Le docteur en neurosciences et rédacteur en chef de la revue Cerveau § Psycho, Sébastien Bohler identifie une zone du cerveau, bien localisée par imagerie RMN, comme responsable de notre propension au toujours plus 2. Le striatum gère un circuit de récompense à base de dopamine, l’hormone du plaisir. En s’adaptant à l’évolution du vivant depuis des centaines de millions d’années, le striatum contrôle les comportements des individus en optimisant leurs chances de survie et de transmission des gènes. Les actions permettant d’obtenir plus de nourriture, plus de partenaires sexuels, un meilleur statut social et une exploration accrue de nouveaux territoires provoquent un afflux de dopamine et sont ainsi renforcées. Le problème est que cette structure cérébrale s'est développée initialement dans un contexte de pénurie. Pour assurer la survie des individus, le striatum devait exacerber leur avidité et leur désir de toujours plus. Toujours plus de prédation, de consommation, d’activité. En poussant les individus à se surpasser dans une course au toujours plus, le striatum a été le formidable moteur du développement des sociétés humaines. Mais en continuant à stimuler une boulimie sans limites dans un monde fini, le striatum, pour lequel il n’est pas prévu de bouton « stop » ou « pause », nous conduit à la catastrophe. C'est en ceci que consiste « le bug humain ».
Pour la psychanalyste Bénédicte Vidaillet « la destructivité environnementale est inscrite au plus profond de nos inconscients » 3. L’absence de réactions réelles face au dérèglement climatique « manifeste notre obscur désir que la catastrophe survienne ». Si nous ne choisissons pas d’agir pour sauvegarder les générations futures, c’est que quelque part, vis-à-vis de ces dernières, nous nourrissons une sorte de complexe d’Œdipe inversé et dans notre inconscient nous souhaitons leur destruction. Par ailleurs, comme l’a développé Freud dans Le malaise dans la culture, nous éprouvons un sentiment d’angoisse face à la nature. « La nature est d’abord vécue comme une force menaçante pour l’être humain jeté au monde ». La tâche principale de la culture est de nous défendre contre la nature, de nous faire parvenir à une « humanisation » de la nature. Aux antipodes de la protéger contre les ravages anthropiques, notre inconscient nous incite à la dominer, la maîtriser. « Nous seulement, nous ne croyons pas que la nature est fragile, mais nous imaginons même qu’elle se relèvera toujours. Quoi qu’on lui inflige, la nature sera toujours plus forte que nous. Le fantasme de sa toute puissance illimitée reste vigoureux et structurant dans notre rapport à son endroit ». Dés lors les processus de détournement du vivant, notamment par les OGM, et d’artificialisation répondraient à un désir profond de contrôle sur la nature.

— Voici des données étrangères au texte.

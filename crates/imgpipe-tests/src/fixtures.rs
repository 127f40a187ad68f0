//! Small operation set and images shared by the integration tests.

use imgpipe_core::{EnumType, Image, ParamMap, ParamSchema, ParameterSpec, RuntimeValue};
use imgpipe_history::{Session, SessionConfig};
use imgpipe_ops::enums::{BorderMode, MorphShape, ThresholdKind};
use imgpipe_ops::morph::{self, StructuringElement};
use imgpipe_ops::{filter, threshold, Operation, OperationRegistry, OpsError, OpsResult, ParamReader};
use std::sync::Arc;

/// Edge handling for [`Blur`]. Listed before [`TINT_MODE`] in the registry.
pub static EDGE_MODE: EnumType = EnumType::new("EdgeMode", &[("CLAMP", 1), ("SHARED", 0)]);

/// Tint selector. Shares the member name `SHARED` with [`EDGE_MODE`].
pub static TINT_MODE: EnumType = EnumType::new("TintMode", &[("WARM", 1), ("SHARED", 9)]);

pub struct Blur(ParamSchema);

impl Blur {
    pub fn new() -> Self {
        Self(
            ParamSchema::new()
                .with("size", ParameterSpec::int(1, 31, 3, 2))
                .with("edge", ParameterSpec::Enum { ty: &EDGE_MODE }),
        )
    }
}

impl Operation for Blur {
    fn name(&self) -> &'static str {
        "Blur"
    }
    fn schema(&self) -> &ParamSchema {
        &self.0
    }
    fn process(&self, image: &Image, params: &ParamMap) -> OpsResult<Image> {
        let p = ParamReader::new(self.name(), params, &self.0);
        let border = match p.enumeration("edge", &EDGE_MODE)?.name() {
            "CLAMP" => BorderMode::Replicate,
            _ => BorderMode::Constant,
        };
        filter::gaussian_blur(image, p.int("size")?, 0.0, 0.0, border)
    }
}

pub struct Threshold(ParamSchema);

impl Threshold {
    pub fn new() -> Self {
        Self(ParamSchema::new().with("t", ParameterSpec::int(0, 255, 127, 1)))
    }
}

impl Operation for Threshold {
    fn name(&self) -> &'static str {
        "Threshold"
    }
    fn schema(&self) -> &ParamSchema {
        &self.0
    }
    fn process(&self, image: &Image, params: &ParamMap) -> OpsResult<Image> {
        let t = ParamReader::new(self.name(), params, &self.0).float("t")?;
        threshold::threshold(image, t, 255.0, ThresholdKind::Binary)
    }
}

pub struct Erode(ParamSchema);

impl Erode {
    pub fn new() -> Self {
        Self(ParamSchema::new().with("iter", ParameterSpec::int(1, 10, 1, 1)))
    }
}

impl Operation for Erode {
    fn name(&self) -> &'static str {
        "Erode"
    }
    fn schema(&self) -> &ParamSchema {
        &self.0
    }
    fn process(&self, image: &Image, params: &ParamMap) -> OpsResult<Image> {
        let iter = ParamReader::new(self.name(), params, &self.0).int("iter")?;
        morph::erode(image, &StructuringElement::new(MorphShape::Rect, 3)?, iter)
    }
}

/// Fills the image with `10 * mode`.
pub struct Tint(ParamSchema);

impl Tint {
    pub fn new() -> Self {
        Self(ParamSchema::new().with("mode", ParameterSpec::Enum { ty: &TINT_MODE }))
    }
}

impl Operation for Tint {
    fn name(&self) -> &'static str {
        "Tint"
    }
    fn schema(&self) -> &ParamSchema {
        &self.0
    }
    fn process(&self, image: &Image, params: &ParamMap) -> OpsResult<Image> {
        let mode = ParamReader::new(self.name(), params, &self.0).enumeration("mode", &TINT_MODE)?;
        Ok(Image::filled(
            image.width(),
            image.height(),
            image.channels(),
            (mode.value() * 10) as u8,
        )?)
    }
}

/// Always fails.
pub struct Explode(ParamSchema);

impl Operation for Explode {
    fn name(&self) -> &'static str {
        "Explode"
    }
    fn schema(&self) -> &ParamSchema {
        &self.0
    }
    fn process(&self, _image: &Image, _params: &ParamMap) -> OpsResult<Image> {
        Err(OpsError::Unsupported("explode".into()))
    }
}

pub fn registry() -> Arc<OperationRegistry> {
    let mut registry = OperationRegistry::new();
    registry
        .register(Blur::new())
        .register(Threshold::new())
        .register(Erode::new())
        .register(Tint::new())
        .register(Explode(ParamSchema::new()));
    Arc::new(registry)
}

pub fn origin() -> Image {
    Image::from_fn(24, 16, 3, |x, y| {
        vec![(x * 10) as u8, (y * 15) as u8, ((x * y) % 256) as u8]
    })
    .unwrap()
}

pub fn session() -> Session {
    session_with(SessionConfig::default())
}

pub fn session_with(config: SessionConfig) -> Session {
    let mut s = Session::new(registry(), config);
    s.load_source(origin());
    s
}

pub fn params(entries: &[(&str, RuntimeValue)]) -> ParamMap {
    entries
        .iter()
        .map(|(k, v)| (k.to_string(), v.clone()))
        .collect()
}

/// Builtin-backed session for end-to-end runs.
pub fn builtin_session() -> Session {
    let mut s = Session::new(Arc::new(OperationRegistry::builtin()), SessionConfig::default());
    s.load_source(origin());
    s
}
//! Live survey sessions, keyed by session id.
//!
//! Sessions are forgotten once they go quiet: a background sweep closes
//! any session untouched for the configured idle timeout, and finished
//! sessions after a short grace period that leaves time to read the receipt.

use std::collections::HashMap;
use std::sync::{Arc, Mutex};
use std::time::Duration;

use tokio::sync::RwLock;
use tokio::task::JoinHandle;
use tokio::time::Instant;
use tracing::{debug, info};
use uuid::Uuid;

use crate::auth::LocalIdentityProvider;
use crate::config::SurveyConfig;
use crate::store::SurveyStore;

use super::session::SurveySession;

/// How often the idle sweep runs.
pub const SWEEP_INTERVAL: Duration = Duration::from_secs(60);

/// How long a submitted session stays readable before it is evicted.
pub const SUBMITTED_GRACE: Duration = Duration::from_secs(5 * 60);

/// A session together with the provider its sign-ins are staged on.
pub struct SessionEntry {
    pub session: SurveySession,
    pub identity: Arc<LocalIdentityProvider>,
    last_active: Mutex<Instant>,
}

impl SessionEntry {
    fn touch(&self) {
        if let Ok(mut last) = self.last_active.lock() {
            *last = Instant::now();
        }
    }

    fn idle_for(&self, now: Instant) -> Duration {
        self.last_active
            .lock()
            .map(|last| now.saturating_duration_since(*last))
            .unwrap_or_default()
    }
}

/// Holds every open session of the service.
pub struct SessionRegistry {
    config: SurveyConfig,
    store: Arc<dyn SurveyStore>,
    sessions: RwLock<HashMap<Uuid, Arc<SessionEntry>>>,
}

impl SessionRegistry {
    pub fn new(config: SurveyConfig, store: Arc<dyn SurveyStore>) -> Arc<Self> {
        Arc::new(Self {
            config,
            store,
            sessions: RwLock::new(HashMap::new()),
        })
    }

    /// Open a fresh session with its own identity provider.
    pub async fn create(&self) -> Arc<SessionEntry> {
        let identity = Arc::new(LocalIdentityProvider::new(self.config.auth_provider.clone()));
        let session = SurveySession::start(
            self.config.clone(),
            identity.clone(),
            Arc::clone(&self.store),
        );
        let id = session.id();
        let entry = Arc::new(SessionEntry {
            session,
            identity,
            last_active: Mutex::new(Instant::now()),
        });
        self.sessions.write().await.insert(id, Arc::clone(&entry));
        entry
    }

    /// Look up a session and mark it as active.
    pub async fn get(&self, id: Uuid) -> Option<Arc<SessionEntry>> {
        let entry = self.sessions.read().await.get(&id).cloned()?;
        entry.touch();
        Some(entry)
    }

    /// Close and forget a session. Returns false if it did not exist.
    pub async fn remove(&self, id: Uuid) -> bool {
        let removed = self.sessions.write().await.remove(&id);
        match removed {
            Some(entry) => {
                entry.session.close();
                info!(session_id = %id, "Session removed");
                true
            }
            None => false,
        }
    }

    pub async fn len(&self) -> usize {
        self.sessions.read().await.len()
    }

    /// Close every session that has expired. Returns how many were evicted.
    pub async fn sweep(&self) -> usize {
        self.sweep_at(Instant::now()).await
    }

    async fn sweep_at(&self, now: Instant) -> usize {
        let snapshot: Vec<(Uuid, Arc<SessionEntry>)> = self
            .sessions
            .read()
            .await
            .iter()
            .map(|(id, entry)| (*id, Arc::clone(entry)))
            .collect();

        let mut expired = Vec::new();
        for (id, entry) in snapshot {
            let limit = if entry.session.current_step().await.is_terminal() {
                SUBMITTED_GRACE.min(self.config.session_idle_timeout)
            } else {
                self.config.session_idle_timeout
            };
            if entry.idle_for(now) >= limit {
                expired.push(id);
            }
        }

        let mut evicted = 0;
        {
            let mut sessions = self.sessions.write().await;
            for id in expired {
                if let Some(entry) = sessions.remove(&id) {
                    entry.session.close();
                    debug!(session_id = %id, "Session expired");
                    evicted += 1;
                }
            }
        }
        evicted
    }

    /// Spawn the periodic idle sweep.
    pub fn spawn_sweeper(registry: Arc<Self>, interval: Duration) -> JoinHandle<()> {
        tokio::spawn(async move {
            info!("Session sweep started (interval: {}s)", interval.as_secs());
            let mut ticker = tokio::time::interval(interval);
            // Skip immediate first tick
            ticker.tick().await;

            loop {
                ticker.tick().await;
                let evicted = registry.sweep().await;
                if evicted > 0 {
                    let open = registry.len().await;
                    info!(evicted, open, "Expired sessions closed");
                }
            }
        })
    }
}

En tant que physicien j’ai proposé 4 de rendre compte de notre propension mortifère à la croissance et au toujours plus à partir des concepts de la thermodynamique. Nous ne sommes pas enclins à agir pour réellement abaisser nos empreintes écologiques, car cela impliquerait une baisse majeure de la consommation et de la production, donc un passage par la décroissance. Or nous sommes captifs de la croissance pour des raisons fondamentales liées à la thermodynamique.
Il est de fait que, depuis le Big-Bang, l’Univers évolue de plus en plus rapidement vers des structures de plus en plus complexes. L’impérieuse propension à la croissance qui domine nos sociétés en serait le reflet tangible.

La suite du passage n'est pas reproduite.